**What is being asked**
Look through the entries for the string "bounds" and copy every line where it shows up.

━━ Source records

impl ModelSpec {
    pub fn from_json(json: &str) -> Result<Self> {
        Ok(serde_json::from_str(json)?)
    }

    pub fn to_json(&self) -> Result<String> {
        Ok(serde_json::to_string_pretty(self)?)
    }

    /// Read a JSON model description from disk.
    pub fn load(path: impl AsRef<Path>) -> Result<Self> {
        let path = path.as_ref();
        let json = fs::read_to_string(path).map_err(|source| MdoError::FileReadError {
            path: path.display().to_string(),
            source,
        })?;
        Self::from_json(&json)
    }
}

impl Problem {
    /// Build a problem from its description.
    pub fn from_spec(spec: &ModelSpec) -> Result<Self> {
        let mut graph = Graph::new();
        for def in &spec.components {
            graph.add_boxed(&def.name, def.spec.build()?)?;
        }
        for conn in &spec.connections {
            graph.connect_with(&conn.source, &conn.target, conn.options.clone())?;
        }
        for group in &spec.groups {
            let members: Vec<&str> = group.members.iter().map(String::as_str).collect();
            graph.add_group(&group.name, &members, group.solver.clone())?;
        }
        for (path, value) in &spec.values {
            graph.set(path, value)?;
        }

        let mut problem = Problem::new(graph).with_solver(spec.solver.clone())?;
        for dv in &spec.design_vars {
            problem.bind_design_var_with(
                &dv.path,
                dv.lower.unwrap_or(f64::NEG_INFINITY),
                dv.upper.unwrap_or(f64::INFINITY),
                dv.indices.clone(),
            )?;
        }
        if let Some(objective) = &spec.objective {
            problem.bind_objective(&objective.path, objective.sense)?;
        }
        for c in &spec.constraints {
            let bounds = ConstraintBounds::from_parts(&c.path, c.lower, c.upper, c.equals)?;
            problem.bind_constraint_with(&c.path, bounds, c.indices.clone())?;
        }
        Ok(problem)
    }

    /// Describe the problem.
    ///
    /// Fails with [`MdoError::NotSerializable`] if a component has no
    /// description. Values are recorded for every output and unconnected
    /// input that differs from its default, so coupled groups restart from
    /// the same guesses.
    pub fn to_spec(&self) -> Result<ModelSpec> {
        let graph = self.graph();

        let mut components = Vec::with_capacity(graph.components().len());
        for entry in graph.components() {
            let spec = entry.component().spec().ok_or_else(|| MdoError::NotSerializable {
                name: entry.name.clone(),
            })?;
            components.push(ComponentDef {
                name: entry.name.clone(),
                spec,
            });
        }

        let connections = graph
            .connections()
            .iter()
            .map(|c| ConnectionDef {
                source: self.var_path(c.source).to_string(),
                target: self.var_path(c.target).to_string(),
                options: c.options(),
            })
            .collect();

        let groups = graph
            .groups()
            .iter()
            .map(|g| GroupSpec {
                name: g.name.clone(),
                members: g.members.iter().map(|&id| graph.component(id).name.clone()).collect(),
                solver: g.solver.clone(),
            })
            .collect();

        // Connected inputs are overwritten on every transfer; everything else
        // is either an independent value or a starting guess.
        let values = graph
            .registry()
            .iter()
            .filter(|(id, var)| {
                let connected = var.direction == Direction::Input && graph.source_of(*id).is_some();
                !connected && var.value != var.default
            })
            .map(|(_, var)| (var.path.clone(), var.value.clone()))
            .collect();

        let design_vars = self
            .design_vars()
            .iter()
            .map(|d| DesignVarDef {
                path: d.path.clone(),
                lower: Some(d.lower).filter(|v| v.is_finite()),
                upper: Some(d.upper).filter(|v| v.is_finite()),
                indices: d.indices.clone(),
            })
            .collect();

        let constraints = self
            .constraints()
            .iter()
            .map(|c| {
                let (lower, upper, equals) = c.bounds.parts();
                ConstraintDef {
                    path: c.path.clone(),
                    lower,
                    upper,
                    equals,
                    indices: c.indices.clone(),
                }
            })
            .collect();

        Ok(ModelSpec {
            components,
            connections,
            groups,
            solver: self.solver().clone(),
            design_vars,
            objective: self.objective().map(|o| ObjectiveDef {
                path: o.path.clone(),
                sense: o.sense,
            }),
            constraints,
            values,
        })
    }

    pub fn from_json(json: &str) -> Result<Self> {
        Self::from_spec(&ModelSpec::from_json(json)?)
    }

    pub fn to_json(&self) -> Result<String> {
        self.to_spec()?.to_json()
    }
}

━━━━

**Response to the exercise**
            let bounds = ConstraintBounds::from_parts(&c.path, c.lower, c.upper, c.equals)?;
            problem.bind_constraint_with(&c.path, bounds, c.indices.clone())?;
                let (lower, upper, equals) = c.bounds.parts();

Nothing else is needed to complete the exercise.